→ **ACTIVITY**: In the records below, how many lines hold the string "PubmedConfig"? Give only the number.
MATERIAL PROVIDED section start
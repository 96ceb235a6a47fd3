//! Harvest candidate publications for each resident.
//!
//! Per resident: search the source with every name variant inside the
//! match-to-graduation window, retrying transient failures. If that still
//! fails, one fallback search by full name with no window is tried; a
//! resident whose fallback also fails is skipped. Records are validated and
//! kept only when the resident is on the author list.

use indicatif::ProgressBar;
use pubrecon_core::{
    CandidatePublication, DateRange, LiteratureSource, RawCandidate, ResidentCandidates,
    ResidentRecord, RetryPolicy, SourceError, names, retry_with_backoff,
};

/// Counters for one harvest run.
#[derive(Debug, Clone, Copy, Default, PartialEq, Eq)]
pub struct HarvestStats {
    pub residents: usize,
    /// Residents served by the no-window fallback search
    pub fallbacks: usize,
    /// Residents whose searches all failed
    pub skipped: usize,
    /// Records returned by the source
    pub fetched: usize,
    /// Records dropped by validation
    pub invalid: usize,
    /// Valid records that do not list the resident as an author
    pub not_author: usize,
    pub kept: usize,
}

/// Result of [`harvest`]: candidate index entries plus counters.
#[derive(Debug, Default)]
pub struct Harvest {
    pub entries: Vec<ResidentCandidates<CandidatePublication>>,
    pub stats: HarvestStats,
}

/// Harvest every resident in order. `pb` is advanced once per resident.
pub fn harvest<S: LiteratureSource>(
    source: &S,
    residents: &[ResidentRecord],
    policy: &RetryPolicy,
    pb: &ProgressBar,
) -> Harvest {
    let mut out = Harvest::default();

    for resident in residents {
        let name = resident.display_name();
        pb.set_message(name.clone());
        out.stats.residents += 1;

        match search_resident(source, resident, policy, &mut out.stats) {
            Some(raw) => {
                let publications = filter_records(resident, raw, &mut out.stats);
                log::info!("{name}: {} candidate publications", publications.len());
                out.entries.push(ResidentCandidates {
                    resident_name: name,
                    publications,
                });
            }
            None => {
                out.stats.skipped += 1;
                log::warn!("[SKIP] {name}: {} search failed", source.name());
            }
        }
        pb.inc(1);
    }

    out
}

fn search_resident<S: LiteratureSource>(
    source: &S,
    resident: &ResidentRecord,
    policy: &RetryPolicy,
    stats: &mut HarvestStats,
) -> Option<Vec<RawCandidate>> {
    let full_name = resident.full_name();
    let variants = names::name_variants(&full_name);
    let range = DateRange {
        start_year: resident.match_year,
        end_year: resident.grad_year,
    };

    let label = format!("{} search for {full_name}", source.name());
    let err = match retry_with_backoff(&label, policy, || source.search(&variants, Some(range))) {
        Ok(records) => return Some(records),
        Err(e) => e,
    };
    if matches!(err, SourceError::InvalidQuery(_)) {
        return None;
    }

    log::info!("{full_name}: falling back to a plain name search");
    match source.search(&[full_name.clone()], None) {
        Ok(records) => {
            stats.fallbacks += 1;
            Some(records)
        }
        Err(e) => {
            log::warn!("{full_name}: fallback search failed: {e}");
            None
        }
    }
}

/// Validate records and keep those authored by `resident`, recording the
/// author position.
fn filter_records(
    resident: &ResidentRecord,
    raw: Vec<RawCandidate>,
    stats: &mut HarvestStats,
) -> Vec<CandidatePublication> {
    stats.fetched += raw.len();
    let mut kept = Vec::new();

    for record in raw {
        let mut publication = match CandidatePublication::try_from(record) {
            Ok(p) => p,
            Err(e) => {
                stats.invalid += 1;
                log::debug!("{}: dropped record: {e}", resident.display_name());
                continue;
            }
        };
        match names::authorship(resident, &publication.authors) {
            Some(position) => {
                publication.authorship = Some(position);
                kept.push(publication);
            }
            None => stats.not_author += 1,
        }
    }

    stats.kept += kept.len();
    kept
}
MATERIAL PROVIDED section end
MATERIAL PROVIDED section start
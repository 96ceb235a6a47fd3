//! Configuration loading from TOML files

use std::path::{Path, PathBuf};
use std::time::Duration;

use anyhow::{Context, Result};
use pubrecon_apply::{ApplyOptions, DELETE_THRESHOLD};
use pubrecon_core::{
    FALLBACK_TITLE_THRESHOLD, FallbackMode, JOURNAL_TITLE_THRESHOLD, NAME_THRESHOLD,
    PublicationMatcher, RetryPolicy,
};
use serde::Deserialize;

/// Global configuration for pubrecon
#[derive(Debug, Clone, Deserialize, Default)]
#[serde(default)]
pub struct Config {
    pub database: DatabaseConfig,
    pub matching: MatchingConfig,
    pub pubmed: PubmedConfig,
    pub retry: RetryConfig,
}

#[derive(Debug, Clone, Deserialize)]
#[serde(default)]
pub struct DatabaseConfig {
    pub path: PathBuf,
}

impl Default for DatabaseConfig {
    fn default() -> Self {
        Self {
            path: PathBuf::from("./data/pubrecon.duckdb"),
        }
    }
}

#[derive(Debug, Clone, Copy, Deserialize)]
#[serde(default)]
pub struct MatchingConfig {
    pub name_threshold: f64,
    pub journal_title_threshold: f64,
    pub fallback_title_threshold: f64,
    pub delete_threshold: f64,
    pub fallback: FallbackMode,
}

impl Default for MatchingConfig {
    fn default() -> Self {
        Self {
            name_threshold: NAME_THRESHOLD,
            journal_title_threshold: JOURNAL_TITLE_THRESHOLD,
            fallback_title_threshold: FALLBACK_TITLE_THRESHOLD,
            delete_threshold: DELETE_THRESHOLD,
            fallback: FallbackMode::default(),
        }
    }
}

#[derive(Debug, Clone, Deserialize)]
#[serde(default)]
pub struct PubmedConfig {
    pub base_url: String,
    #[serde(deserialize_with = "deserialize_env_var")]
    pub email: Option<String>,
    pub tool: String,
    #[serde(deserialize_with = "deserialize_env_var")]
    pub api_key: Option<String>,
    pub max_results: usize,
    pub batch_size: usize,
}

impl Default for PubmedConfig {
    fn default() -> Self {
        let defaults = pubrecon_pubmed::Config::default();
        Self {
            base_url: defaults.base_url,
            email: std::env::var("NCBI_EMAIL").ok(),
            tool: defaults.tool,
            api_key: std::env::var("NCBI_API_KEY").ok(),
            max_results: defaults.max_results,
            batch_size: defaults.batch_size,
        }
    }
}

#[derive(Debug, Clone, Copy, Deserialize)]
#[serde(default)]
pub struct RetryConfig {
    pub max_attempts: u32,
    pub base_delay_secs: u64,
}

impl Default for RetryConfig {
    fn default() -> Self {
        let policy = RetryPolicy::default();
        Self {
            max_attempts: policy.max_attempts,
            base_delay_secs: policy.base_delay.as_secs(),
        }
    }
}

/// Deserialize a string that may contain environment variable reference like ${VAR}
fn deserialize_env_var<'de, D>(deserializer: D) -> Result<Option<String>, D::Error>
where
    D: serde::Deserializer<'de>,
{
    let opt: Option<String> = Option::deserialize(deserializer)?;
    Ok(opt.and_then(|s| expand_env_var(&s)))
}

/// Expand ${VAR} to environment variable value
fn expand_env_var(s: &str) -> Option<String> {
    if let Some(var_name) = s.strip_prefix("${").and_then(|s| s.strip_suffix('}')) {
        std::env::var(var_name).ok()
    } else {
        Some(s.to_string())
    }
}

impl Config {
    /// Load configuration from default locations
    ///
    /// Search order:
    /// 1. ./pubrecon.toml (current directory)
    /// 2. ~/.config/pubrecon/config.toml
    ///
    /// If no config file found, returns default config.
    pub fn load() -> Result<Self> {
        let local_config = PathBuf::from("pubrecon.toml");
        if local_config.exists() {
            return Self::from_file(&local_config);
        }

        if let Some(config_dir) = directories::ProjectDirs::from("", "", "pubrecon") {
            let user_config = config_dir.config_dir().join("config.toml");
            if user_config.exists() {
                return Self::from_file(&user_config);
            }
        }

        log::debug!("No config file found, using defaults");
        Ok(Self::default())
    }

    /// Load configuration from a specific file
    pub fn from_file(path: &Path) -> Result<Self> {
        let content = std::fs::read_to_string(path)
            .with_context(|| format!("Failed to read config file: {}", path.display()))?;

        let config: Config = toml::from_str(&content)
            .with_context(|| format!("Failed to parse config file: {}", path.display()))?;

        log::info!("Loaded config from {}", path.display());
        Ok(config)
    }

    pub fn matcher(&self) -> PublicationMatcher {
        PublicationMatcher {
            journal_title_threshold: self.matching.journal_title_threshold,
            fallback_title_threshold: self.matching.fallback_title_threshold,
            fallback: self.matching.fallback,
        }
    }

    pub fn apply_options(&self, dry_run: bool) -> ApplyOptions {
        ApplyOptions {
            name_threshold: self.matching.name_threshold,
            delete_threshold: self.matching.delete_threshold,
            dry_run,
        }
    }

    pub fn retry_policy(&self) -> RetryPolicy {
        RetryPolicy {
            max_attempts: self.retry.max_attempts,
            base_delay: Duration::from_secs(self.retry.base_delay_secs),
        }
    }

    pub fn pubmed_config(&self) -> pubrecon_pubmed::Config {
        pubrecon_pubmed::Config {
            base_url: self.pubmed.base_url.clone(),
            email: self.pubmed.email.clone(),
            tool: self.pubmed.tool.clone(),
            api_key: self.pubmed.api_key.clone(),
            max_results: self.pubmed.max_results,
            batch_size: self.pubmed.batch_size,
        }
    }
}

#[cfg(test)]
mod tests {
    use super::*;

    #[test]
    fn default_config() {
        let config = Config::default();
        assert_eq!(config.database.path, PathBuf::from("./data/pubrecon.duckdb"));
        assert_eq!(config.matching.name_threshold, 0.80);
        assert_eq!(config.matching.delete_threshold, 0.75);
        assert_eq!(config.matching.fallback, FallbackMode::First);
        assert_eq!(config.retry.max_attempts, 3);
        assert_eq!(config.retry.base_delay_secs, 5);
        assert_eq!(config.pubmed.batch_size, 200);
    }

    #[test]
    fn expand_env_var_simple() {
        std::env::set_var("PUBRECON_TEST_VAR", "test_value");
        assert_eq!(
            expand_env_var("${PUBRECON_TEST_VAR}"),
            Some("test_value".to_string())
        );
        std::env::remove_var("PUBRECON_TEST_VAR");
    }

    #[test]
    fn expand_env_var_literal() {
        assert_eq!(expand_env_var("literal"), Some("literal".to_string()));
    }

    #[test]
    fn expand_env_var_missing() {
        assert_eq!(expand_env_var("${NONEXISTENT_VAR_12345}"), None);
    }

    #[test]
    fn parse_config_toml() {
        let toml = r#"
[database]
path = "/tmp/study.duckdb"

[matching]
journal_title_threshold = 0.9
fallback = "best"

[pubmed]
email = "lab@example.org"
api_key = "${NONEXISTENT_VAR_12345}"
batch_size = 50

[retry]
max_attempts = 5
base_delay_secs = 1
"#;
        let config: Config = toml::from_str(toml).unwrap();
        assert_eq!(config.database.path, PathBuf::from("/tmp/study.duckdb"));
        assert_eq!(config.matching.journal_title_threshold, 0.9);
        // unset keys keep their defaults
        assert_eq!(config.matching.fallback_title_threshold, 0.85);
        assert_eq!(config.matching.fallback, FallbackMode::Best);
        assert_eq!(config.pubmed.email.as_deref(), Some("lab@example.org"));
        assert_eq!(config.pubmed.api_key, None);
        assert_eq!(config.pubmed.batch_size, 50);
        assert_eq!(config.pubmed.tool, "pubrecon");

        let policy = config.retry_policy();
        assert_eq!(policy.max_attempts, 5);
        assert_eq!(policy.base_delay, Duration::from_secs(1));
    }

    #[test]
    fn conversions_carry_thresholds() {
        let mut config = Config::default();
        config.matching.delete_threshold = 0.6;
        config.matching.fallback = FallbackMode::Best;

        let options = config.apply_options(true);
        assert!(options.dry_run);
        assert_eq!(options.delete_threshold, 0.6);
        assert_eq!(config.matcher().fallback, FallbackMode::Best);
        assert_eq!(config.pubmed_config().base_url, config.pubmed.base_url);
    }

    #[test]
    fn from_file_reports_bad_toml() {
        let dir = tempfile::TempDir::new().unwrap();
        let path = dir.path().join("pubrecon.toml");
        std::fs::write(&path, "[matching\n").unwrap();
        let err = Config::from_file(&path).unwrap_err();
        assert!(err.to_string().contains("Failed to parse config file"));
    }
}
MATERIAL PROVIDED section end
→ **FINISHED EXERCISE**: 3